==== Data provided

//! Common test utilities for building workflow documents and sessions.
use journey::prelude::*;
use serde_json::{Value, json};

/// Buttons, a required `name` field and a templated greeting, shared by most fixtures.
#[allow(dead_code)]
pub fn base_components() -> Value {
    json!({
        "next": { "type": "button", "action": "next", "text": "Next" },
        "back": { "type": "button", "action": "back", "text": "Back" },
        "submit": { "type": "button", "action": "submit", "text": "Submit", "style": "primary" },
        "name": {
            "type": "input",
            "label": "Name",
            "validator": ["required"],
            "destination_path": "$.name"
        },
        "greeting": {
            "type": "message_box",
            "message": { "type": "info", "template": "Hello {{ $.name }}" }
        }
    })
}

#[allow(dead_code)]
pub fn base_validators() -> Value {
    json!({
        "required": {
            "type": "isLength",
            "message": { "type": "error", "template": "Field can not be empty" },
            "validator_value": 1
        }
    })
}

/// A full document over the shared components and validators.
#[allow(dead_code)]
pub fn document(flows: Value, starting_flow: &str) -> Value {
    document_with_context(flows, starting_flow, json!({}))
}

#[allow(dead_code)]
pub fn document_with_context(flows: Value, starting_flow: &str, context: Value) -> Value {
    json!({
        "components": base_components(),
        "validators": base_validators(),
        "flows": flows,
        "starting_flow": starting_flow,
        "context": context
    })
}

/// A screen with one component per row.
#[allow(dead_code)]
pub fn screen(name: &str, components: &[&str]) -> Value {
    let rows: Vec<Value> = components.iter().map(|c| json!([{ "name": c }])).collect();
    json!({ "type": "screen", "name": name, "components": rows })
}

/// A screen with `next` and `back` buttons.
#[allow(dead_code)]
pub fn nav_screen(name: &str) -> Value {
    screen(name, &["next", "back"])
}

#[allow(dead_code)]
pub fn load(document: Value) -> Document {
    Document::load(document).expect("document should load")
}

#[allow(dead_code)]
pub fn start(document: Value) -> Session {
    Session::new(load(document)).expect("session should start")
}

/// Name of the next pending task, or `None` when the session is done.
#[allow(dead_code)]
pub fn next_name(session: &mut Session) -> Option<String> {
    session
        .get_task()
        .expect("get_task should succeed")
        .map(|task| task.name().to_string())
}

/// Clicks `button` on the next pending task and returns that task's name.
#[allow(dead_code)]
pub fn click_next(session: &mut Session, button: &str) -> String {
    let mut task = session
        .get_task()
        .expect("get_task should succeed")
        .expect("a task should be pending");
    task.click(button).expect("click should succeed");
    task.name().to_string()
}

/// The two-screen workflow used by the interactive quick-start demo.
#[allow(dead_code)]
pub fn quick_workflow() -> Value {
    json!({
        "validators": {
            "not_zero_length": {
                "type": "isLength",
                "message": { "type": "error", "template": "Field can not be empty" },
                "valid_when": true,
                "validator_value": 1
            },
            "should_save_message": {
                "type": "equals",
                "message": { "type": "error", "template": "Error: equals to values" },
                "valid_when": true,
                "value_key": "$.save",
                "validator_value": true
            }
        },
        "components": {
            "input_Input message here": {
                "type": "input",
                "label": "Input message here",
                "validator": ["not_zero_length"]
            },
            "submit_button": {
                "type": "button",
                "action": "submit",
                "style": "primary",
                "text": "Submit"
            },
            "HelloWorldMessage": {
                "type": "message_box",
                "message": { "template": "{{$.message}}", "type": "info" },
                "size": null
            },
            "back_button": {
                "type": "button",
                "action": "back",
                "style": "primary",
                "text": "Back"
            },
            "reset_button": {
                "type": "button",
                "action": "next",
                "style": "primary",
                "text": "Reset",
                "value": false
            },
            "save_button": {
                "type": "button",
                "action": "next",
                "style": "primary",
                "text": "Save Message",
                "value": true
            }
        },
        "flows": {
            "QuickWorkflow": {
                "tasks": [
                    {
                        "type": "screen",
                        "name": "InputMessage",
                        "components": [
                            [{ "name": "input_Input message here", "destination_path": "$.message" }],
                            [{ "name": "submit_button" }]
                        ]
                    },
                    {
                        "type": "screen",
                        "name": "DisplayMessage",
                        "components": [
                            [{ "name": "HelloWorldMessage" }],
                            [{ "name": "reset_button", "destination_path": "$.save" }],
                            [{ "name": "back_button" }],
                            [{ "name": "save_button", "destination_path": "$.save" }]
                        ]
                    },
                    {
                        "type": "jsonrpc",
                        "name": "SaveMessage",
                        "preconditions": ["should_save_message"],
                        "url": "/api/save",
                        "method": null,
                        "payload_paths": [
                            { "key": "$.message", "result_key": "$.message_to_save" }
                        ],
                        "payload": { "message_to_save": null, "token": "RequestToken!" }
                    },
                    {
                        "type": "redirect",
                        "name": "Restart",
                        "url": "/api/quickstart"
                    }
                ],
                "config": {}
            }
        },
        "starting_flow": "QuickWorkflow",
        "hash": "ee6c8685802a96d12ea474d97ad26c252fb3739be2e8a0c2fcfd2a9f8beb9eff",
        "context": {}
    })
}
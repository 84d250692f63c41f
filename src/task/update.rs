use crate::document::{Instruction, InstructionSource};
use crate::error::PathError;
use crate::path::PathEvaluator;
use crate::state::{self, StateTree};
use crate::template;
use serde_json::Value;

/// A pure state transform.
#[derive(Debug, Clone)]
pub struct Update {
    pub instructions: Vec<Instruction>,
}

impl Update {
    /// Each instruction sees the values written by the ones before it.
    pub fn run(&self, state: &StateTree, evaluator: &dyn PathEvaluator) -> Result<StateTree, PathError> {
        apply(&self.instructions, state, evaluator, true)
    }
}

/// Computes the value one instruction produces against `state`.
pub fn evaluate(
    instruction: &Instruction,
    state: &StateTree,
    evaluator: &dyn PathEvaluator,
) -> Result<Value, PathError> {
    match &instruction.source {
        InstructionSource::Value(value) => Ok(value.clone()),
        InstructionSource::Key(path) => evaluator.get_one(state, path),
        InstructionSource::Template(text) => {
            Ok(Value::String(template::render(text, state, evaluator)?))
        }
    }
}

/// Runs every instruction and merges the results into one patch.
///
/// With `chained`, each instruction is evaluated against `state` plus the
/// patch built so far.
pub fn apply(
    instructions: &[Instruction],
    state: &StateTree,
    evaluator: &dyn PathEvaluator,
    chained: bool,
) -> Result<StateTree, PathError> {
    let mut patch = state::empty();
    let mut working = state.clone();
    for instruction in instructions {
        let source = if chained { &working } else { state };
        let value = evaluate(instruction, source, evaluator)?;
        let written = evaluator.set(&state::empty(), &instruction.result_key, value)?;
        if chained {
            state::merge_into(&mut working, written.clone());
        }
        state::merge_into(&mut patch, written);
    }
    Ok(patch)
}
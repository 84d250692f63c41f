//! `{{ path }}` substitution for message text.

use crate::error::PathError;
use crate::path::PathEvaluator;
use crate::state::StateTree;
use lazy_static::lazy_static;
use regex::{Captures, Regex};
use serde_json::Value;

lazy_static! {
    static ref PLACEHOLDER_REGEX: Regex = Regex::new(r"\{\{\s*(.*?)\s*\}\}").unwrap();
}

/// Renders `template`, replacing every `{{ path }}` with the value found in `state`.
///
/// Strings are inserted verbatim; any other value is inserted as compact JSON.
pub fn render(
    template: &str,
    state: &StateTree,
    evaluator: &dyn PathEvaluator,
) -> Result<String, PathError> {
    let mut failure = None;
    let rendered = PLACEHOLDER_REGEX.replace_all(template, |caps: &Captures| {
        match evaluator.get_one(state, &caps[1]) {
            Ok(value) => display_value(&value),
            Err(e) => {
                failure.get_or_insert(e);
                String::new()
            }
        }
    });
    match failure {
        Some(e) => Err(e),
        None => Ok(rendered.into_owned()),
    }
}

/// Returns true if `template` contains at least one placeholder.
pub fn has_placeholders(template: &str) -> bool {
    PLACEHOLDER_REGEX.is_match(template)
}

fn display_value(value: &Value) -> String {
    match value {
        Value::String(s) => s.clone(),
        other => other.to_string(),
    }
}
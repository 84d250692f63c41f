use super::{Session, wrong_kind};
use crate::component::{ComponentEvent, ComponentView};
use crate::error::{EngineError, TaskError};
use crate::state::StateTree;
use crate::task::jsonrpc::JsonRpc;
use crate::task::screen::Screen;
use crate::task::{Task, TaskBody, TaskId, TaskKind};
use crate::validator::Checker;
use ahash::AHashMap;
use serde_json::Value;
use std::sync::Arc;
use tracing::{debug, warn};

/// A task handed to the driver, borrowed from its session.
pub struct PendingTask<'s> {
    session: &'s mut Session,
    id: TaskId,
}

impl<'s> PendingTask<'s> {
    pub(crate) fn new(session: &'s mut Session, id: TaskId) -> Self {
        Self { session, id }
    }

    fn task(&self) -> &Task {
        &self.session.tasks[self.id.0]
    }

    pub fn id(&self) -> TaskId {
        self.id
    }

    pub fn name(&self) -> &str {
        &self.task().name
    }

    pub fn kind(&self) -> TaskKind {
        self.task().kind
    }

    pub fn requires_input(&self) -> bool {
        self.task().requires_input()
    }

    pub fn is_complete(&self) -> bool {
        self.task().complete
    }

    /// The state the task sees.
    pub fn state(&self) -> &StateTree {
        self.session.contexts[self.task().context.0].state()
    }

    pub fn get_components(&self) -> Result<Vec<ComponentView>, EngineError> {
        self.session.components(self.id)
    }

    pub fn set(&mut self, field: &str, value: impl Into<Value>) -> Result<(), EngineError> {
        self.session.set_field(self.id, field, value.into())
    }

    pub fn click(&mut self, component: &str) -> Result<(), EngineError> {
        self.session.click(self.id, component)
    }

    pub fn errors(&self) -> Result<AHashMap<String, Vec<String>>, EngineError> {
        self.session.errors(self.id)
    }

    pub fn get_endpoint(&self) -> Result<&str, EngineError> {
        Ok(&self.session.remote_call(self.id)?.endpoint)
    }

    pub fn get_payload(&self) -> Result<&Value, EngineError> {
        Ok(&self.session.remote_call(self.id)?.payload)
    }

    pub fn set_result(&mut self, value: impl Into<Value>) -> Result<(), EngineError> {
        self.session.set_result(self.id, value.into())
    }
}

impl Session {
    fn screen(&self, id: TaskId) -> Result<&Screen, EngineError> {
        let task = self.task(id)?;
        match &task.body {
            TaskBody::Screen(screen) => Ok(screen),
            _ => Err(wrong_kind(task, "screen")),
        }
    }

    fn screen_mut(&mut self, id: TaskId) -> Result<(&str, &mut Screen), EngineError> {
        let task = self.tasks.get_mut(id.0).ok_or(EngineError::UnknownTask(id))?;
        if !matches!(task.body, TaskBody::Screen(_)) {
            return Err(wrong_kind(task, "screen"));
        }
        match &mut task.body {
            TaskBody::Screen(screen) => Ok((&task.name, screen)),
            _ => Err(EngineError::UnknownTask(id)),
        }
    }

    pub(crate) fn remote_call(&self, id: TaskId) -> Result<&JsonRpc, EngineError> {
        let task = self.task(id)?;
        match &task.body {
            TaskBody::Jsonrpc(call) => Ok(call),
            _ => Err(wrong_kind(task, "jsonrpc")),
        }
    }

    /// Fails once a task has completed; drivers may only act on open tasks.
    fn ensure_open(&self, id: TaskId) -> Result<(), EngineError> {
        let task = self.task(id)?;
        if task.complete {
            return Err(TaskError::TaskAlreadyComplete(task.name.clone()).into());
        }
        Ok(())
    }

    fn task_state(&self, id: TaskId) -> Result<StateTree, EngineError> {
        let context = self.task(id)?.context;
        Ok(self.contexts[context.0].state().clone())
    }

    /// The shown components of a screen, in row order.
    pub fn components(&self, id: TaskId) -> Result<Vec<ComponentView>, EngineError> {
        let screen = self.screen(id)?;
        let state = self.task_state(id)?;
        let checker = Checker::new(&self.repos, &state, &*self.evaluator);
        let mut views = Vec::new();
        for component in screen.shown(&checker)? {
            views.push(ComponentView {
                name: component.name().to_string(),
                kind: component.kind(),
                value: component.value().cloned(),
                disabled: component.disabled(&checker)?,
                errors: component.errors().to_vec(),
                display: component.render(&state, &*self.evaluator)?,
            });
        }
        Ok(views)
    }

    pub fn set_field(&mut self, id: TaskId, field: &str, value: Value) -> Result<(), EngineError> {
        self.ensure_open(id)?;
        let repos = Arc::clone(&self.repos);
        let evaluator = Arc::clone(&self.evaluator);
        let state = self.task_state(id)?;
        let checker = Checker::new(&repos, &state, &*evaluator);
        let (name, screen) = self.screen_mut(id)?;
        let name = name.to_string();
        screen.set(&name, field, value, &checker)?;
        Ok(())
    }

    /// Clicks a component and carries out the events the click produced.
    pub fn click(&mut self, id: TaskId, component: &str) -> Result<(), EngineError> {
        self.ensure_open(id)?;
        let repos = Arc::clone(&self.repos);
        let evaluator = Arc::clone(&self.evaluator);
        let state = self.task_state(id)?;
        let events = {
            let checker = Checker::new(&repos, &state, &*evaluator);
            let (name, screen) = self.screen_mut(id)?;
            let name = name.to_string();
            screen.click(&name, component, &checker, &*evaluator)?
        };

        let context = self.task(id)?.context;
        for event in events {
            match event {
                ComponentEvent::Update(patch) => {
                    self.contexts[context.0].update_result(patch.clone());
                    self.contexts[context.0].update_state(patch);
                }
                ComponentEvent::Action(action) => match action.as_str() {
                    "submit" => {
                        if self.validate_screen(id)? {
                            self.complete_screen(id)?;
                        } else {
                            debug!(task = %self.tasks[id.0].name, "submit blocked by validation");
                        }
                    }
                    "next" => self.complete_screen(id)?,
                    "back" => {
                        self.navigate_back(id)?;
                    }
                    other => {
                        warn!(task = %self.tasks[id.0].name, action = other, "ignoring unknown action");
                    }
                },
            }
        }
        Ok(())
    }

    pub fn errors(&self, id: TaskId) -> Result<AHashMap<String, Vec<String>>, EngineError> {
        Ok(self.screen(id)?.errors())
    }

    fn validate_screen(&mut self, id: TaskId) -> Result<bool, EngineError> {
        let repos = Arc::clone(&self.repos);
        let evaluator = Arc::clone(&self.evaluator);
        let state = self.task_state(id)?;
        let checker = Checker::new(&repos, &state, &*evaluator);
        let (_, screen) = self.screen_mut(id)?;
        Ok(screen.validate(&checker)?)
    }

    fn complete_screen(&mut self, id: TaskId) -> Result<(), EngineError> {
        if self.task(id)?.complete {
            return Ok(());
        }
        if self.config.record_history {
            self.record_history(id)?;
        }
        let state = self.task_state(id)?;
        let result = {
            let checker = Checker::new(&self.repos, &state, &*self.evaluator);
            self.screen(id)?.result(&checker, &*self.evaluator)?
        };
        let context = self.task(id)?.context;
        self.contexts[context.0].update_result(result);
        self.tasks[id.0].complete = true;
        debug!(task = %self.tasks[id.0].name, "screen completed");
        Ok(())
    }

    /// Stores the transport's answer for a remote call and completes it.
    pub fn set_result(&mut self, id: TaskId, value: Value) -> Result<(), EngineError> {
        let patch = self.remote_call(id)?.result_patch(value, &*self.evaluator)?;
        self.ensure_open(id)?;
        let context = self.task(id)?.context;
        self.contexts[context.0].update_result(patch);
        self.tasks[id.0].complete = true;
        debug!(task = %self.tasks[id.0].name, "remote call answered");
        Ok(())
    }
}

========

**Instructions to follow**
Check each line above for the string "written" and copy the ones that have it.

**Answer box**
    /// Each instruction sees the values written by the ones before it.
        let written = evaluator.set(&state::empty(), &instruction.result_key, value)?;
            state::merge_into(&mut working, written.clone());
        state::merge_into(&mut patch, written);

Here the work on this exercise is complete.